Os partidos da Federação Brasil da Esperança (FÉ BRASIL), PT, PCdoB e PV, pediram à Procuradoria-Geral Eleitoral que apure uma sucessão de condutas do senador Flávio Bolsonaro, pré-candidato à Presidência da República, e da cúpula dirigente de seu partido, o PL, que configuram uma atuação coordenada e subserviente ao governo dos Estados Unidos para que haja ingerência no processo eleitoral brasileiro.
O ápice dessa articulação, apontam os partidos, fica explícito na carta do secretário de Estado dos Estados Unidos, Marco Rubio, e Flávio Bolsonaro, em que ele abertamente cita a “oferta generosa de colocar uma equipe de transição à nossa disposição caso o senhor seja eleito“. Além de claramente afetar a soberania do país, o episódio é também uma afronta à Lei dos Partidos Políticos, que dispõe, em seu artigo 5º, “que a ação partidária tem caráter nacional e é exercida sem subordinação a entidades ou governos estrangeiros”.
“Equipar um governo estrangeiro com acesso privilegiado ao processo de transição de poder no Brasil equivale a submeter as decisões internas — e, por extensão, do futuro governo que se pretende formar — à dinâmica política de Washington”, denunciam o PT e os partidos aliados.
Na notícia-de-fato encaminhada à Procuradoria Eleitoral, os partidos da Federação explicam que a carta de Rubio e todos os fatos articulados, desde 2024, não significam mera afinidade ideológica do bolsonarismo com o governo de Donald Trump, mas sim “a prática reiterada de buscar e estimular a ingerência desse governo sobre o processo eleitoral e as instituições brasileiras”.
Os partidos narram na representação à PGE uma série de fatos, encadeados e cronológicos, para sustentar essa visão. “A oferta de equipe de transição não é um deslize ou um gesto de cordialidade diplomática mal calibrado.

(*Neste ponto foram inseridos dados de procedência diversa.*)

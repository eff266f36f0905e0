//! Schema combinator engine for conform
//!
//! Schemas are immutable, composable descriptions of value shapes. Every
//! schema exposes the same three-operation contract (`is_type`, `validate`,
//! `map`); combinators (`or`, `optional`, `nullable`, `then_validate`,
//! `then_map`) wrap an existing schema and return a new one.
//!
//! # Design Principles
//!
//! - Schemas are stateless and reusable across concurrent calls
//! - Combinators never mutate the wrapped schema
//! - Validation failures are `false` returns, never errors
//! - `map` assumes its precondition (`is_type` and `validate`) holds

mod compound;
mod core;
mod primitives;

pub use compound::{array, object, tuple, ArraySchema, ObjectSchema};
pub use core::{Schema, SchemaRecord};
pub use primitives::{
    boolean, custom, null, number, string, undefined, unknown, BooleanSchema, NumberSchema,
    StringSchema,
};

É a formalização, em documento oficial de um Secretário de Estado estrangeiro, de algo que o pré-candidato do PL havia anunciado, em público e em inglês, meses antes: que sua eventual presidência seria construída em parceria preferencial com Washington”, aponta a peça.

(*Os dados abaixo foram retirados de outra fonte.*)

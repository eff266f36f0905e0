//! Dynamic value model for conform
//!
//! Schemas and codecs operate over `Value`, a dynamically typed value tree.
//! The JSON-native variants (`Null`, `Bool`, `Number`, `String`, `Array`,
//! `Object`) serialize directly; the rich variants (`BigInt`, `Timestamp`,
//! `Map`, `Set`) have no JSON representation and survive serialization only
//! when a type codec is registered for them.
//!
//! # Design Principles
//!
//! - Values are immutable: every transform produces a new tree
//! - Object members preserve insertion order for deterministic output
//! - `Undefined` is distinct from `Null` (absence vs. explicit null)

mod json;

use chrono::{DateTime, Utc};
use serde_json::Number;

/// A dynamically typed value.
#[derive(Debug, Clone, PartialEq)]
pub enum Value {
    /// Absent value, distinct from `Null`
    Undefined,
    /// Explicit null
    Null,
    /// Boolean
    Bool(bool),
    /// JSON number (integer or float)
    Number(Number),
    /// UTF-8 string
    String(String),
    /// Ordered sequence
    Array(Vec<Value>),
    /// Keyed container; members keep insertion order
    Object(Vec<(String, Value)>),
    /// Arbitrary-precision-style integer (not JSON-native)
    BigInt(i128),
    /// Point in time with millisecond precision (not JSON-native)
    Timestamp(DateTime<Utc>),
    /// Keyed container with arbitrary keys (not JSON-native)
    Map(Vec<(Value, Value)>),
    /// Collection of distinct values (not JSON-native)
    Set(Vec<Value>),
}

impl Value {
    /// Builds a `Set`, dropping duplicate elements (first occurrence wins).
    pub fn set(items: Vec<Value>) -> Value {
        let mut out: Vec<Value> = Vec::with_capacity(items.len());
        for item in items {
            if !out.contains(&item) {
                out.push(item);
            }
        }
        Value::Set(out)
    }

    /// Builds a `Map` from entries, deduplicating keys. A repeated key keeps
    /// its first position but takes the last value.
    pub fn map_entries(entries: Vec<(Value, Value)>) -> Value {
        let mut out: Vec<(Value, Value)> = Vec::with_capacity(entries.len());
        for (k, v) in entries {
            if let Some(existing) = out.iter_mut().find(|(ek, _)| *ek == k) {
                existing.1 = v;
            } else {
                out.push((k, v));
            }
        }
        Value::Map(out)
    }

    /// Returns whether this value is `Undefined`.
    pub fn is_undefined(&self) -> bool {
        matches!(self, Value::Undefined)
    }

    /// Returns whether this value is `Null`.
    pub fn is_null(&self) -> bool {
        matches!(self, Value::Null)
    }

    /// Returns the string content, if this is a `String`.
    pub fn as_str(&self) -> Option<&str> {
        match self {
            Value::String(s) => Some(s),
            _ => None,
        }
    }

    /// Returns the numeric content as `f64`, if this is a `Number`.
    pub fn as_f64(&self) -> Option<f64> {
        match self {
            Value::Number(n) => n.as_f64(),
            _ => None,
        }
    }

    /// Returns the boolean content, if this is a `Bool`.
    pub fn as_bool(&self) -> Option<bool> {
        match self {
            Value::Bool(b) => Some(*b),
            _ => None,
        }
    }

    /// Returns the elements, if this is an `Array`.
    pub fn as_array(&self) -> Option<&[Value]> {
        match self {
            Value::Array(items) => Some(items),
            _ => None,
        }
    }

    /// Returns the members, if this is an `Object`.
    pub fn as_object(&self) -> Option<&[(String, Value)]> {
        match self {
            Value::Object(entries) => Some(entries),
            _ => None,
        }
    }

    /// Looks up an object member by key. Returns `None` for non-objects and
    /// absent keys alike.
    pub fn get(&self, key: &str) -> Option<&Value> {
        match self {
            Value::Object(entries) => entries.iter().find(|(k, _)| k == key).map(|(_, v)| v),
            _ => None,
        }
    }

    /// Returns the runtime kind name, for diagnostics.
    pub fn type_name(&self) -> &'static str {
        match self {
            Value::Undefined => "undefined",
            Value::Null => "null",
            Value::Bool(_) => "boolean",
            Value::Number(_) => "number",
            Value::String(_) => "string",
            Value::Array(_) => "array",
            Value::Object(_) => "object",
            Value::BigInt(_) => "bigint",
            Value::Timestamp(_) => "timestamp",
            Value::Map(_) => "map",
            Value::Set(_) => "set",
        }
    }
}

impl From<bool> for Value {
    fn from(v: bool) -> Self {
        Value::Bool(v)
    }
}

impl From<i64> for Value {
    fn from(v: i64) -> Self {
        Value::Number(Number::from(v))
    }
}

impl From<u64> for Value {
    fn from(v: u64) -> Self {
        Value::Number(Number::from(v))
    }
}

impl From<f64> for Value {
    /// Non-finite floats become `Null`, matching what JSON text encoding
    /// produces for them.
    fn from(v: f64) -> Self {
        match Number::from_f64(v) {
            Some(n) => Value::Number(n),
            None => Value::Null,
        }
    }
}

impl From<&str> for Value {
    fn from(v: &str) -> Self {
        Value::String(v.to_string())
    }
}

impl From<String> for Value {
    fn from(v: String) -> Self {
        Value::String(v)
    }
}

impl From<Vec<Value>> for Value {
    fn from(v: Vec<Value>) -> Self {
        Value::Array(v)
    }
}

impl From<DateTime<Utc>> for Value {
    fn from(v: DateTime<Utc>) -> Self {
        Value::Timestamp(v)
    }
}

#[cfg(test)]
mod tests {
    use super::*;

    #[test]
    fn test_set_deduplicates() {
        let set = Value::set(vec![Value::from(1i64), Value::from(2i64), Value::from(2i64)]);
        assert_eq!(
            set,
            Value::Set(vec![Value::from(1i64), Value::from(2i64)])
        );
    }

    #[test]
    fn test_map_entries_last_value_wins() {
        let map = Value::map_entries(vec![
            (Value::from(1i64), Value::from("a")),
            (Value::from(2i64), Value::from("b")),
            (Value::from(1i64), Value::from("c")),
        ]);
        assert_eq!(
            map,
            Value::Map(vec![
                (Value::from(1i64), Value::from("c")),
                (Value::from(2i64), Value::from("b")),
            ])
        );
    }

    #[test]
    fn test_get_finds_members() {
        let obj = Value::Object(vec![
            ("a".into(), Value::from(1i64)),
            ("b".into(), Value::from(true)),
        ]);
        assert_eq!(obj.get("b"), Some(&Value::Bool(true)));
        assert_eq!(obj.get("c"), None);
        assert_eq!(Value::Null.get("a"), None);
    }

    #[test]
    fn test_non_finite_floats_become_null() {
        assert_eq!(Value::from(f64::NAN), Value::Null);
        assert_eq!(Value::from(f64::INFINITY), Value::Null);
        assert_eq!(Value::from(1.5), Value::Number(Number::from_f64(1.5).unwrap()));
    }

    #[test]
    fn test_type_names() {
        assert_eq!(Value::Undefined.type_name(), "undefined");
        assert_eq!(Value::BigInt(1).type_name(), "bigint");
        assert_eq!(Value::Map(vec![]).type_name(), "map");
    }
}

Discurso de Flávio Bolsonaro na CPAC foi apresentação a apoiadores financeiros
O documento relembra o discurso de 16 minutos feito por Flávio Bolsonaro na CPAC (Conservative Political Action Conference), o principal fórum político da direita conservadora, no Texas, Estados Unidos, em março deste ano.
“A plateia incluía políticos, empresários e financiadores de campanhas republicanas. Não se tratava, portanto, de gesto de diplomacia pública informal: era a apresentação candidatura presidencial brasileira do PL a potenciais apoiadores políticos e financeiros norte-americanos”, sustentam os partidos.

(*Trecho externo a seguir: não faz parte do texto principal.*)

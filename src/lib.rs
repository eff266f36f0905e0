//! conform - A strict, composable runtime schema validation and
//! transformation library with a lossless JSON codec

pub mod codec;
pub mod schema;
pub mod value;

Além de sustentar no discurso que Jair Bolsonaro está preso por lawfare e assemelhar o caso do pai ao de que “Donald Trump sofreu aqui na América”, o senador do PL legitima a narrativa de pressão estrangeira sobre o Judiciário e as instituições brasileiras. “Trata-se de comunicação política dirigida a autoridades de outro Estado com o propósito de mobilizá-las contra instituições nacionais.”
As articulações de Eduardo Bolsonaro e Valdemar
A peça também lista as ações de Eduardo Bolsonaro e suas articulações nos Estados Unidos, reiterando as razões de sua condenação pelo Supremo Tribunal Federal – “é o registro oficial e definitivo de que, em nome de seus interesses político-familiares e à revelia dos interesses nacionais, ele articulou pressões de governo estrangeiro contra autoridades e instituições brasileiras”.
Também recorda falas de Valdemar Costa Neto, presidente do PL, que vão na linha de uma paradiplomacia (diplomacia paralela) do partido bolsonarista, que submete a disputa eleitoral às prioridades de um governo estrangeiro. Por fim, mostra as conexões evidentes do tarifaço do governo estadunidense ao Brasil com as gestões de Flávio Bolsonaro, com único objetivo dos Estados Unidos de exercer pressão política ao Brasil num contexto de disputa eleitoral.
PT, PCdoB e PV pedem à Procuradoria que sejam feitas diligências para investigar todas as condutas, partidárias e de pessoas físicas. E que sejam adotadas todas as medidas cabíveis, “inclusive o eventual ajuizamento de ação de investigação judicial eleitoral por abuso de poder político”.
“Esses fatos, tomados em conjunto, não descrevem episódios isolados, mas uma atuação coordenada de pré-candidato, parlamentares e dirigentes do PL, voltada a converter o apoio de um governo estrangeiro em vantagem na disputa eleitoral brasileira – conduta cuja apuração se impõe”, argumentam os partidos progressistas na notícia-de-fato.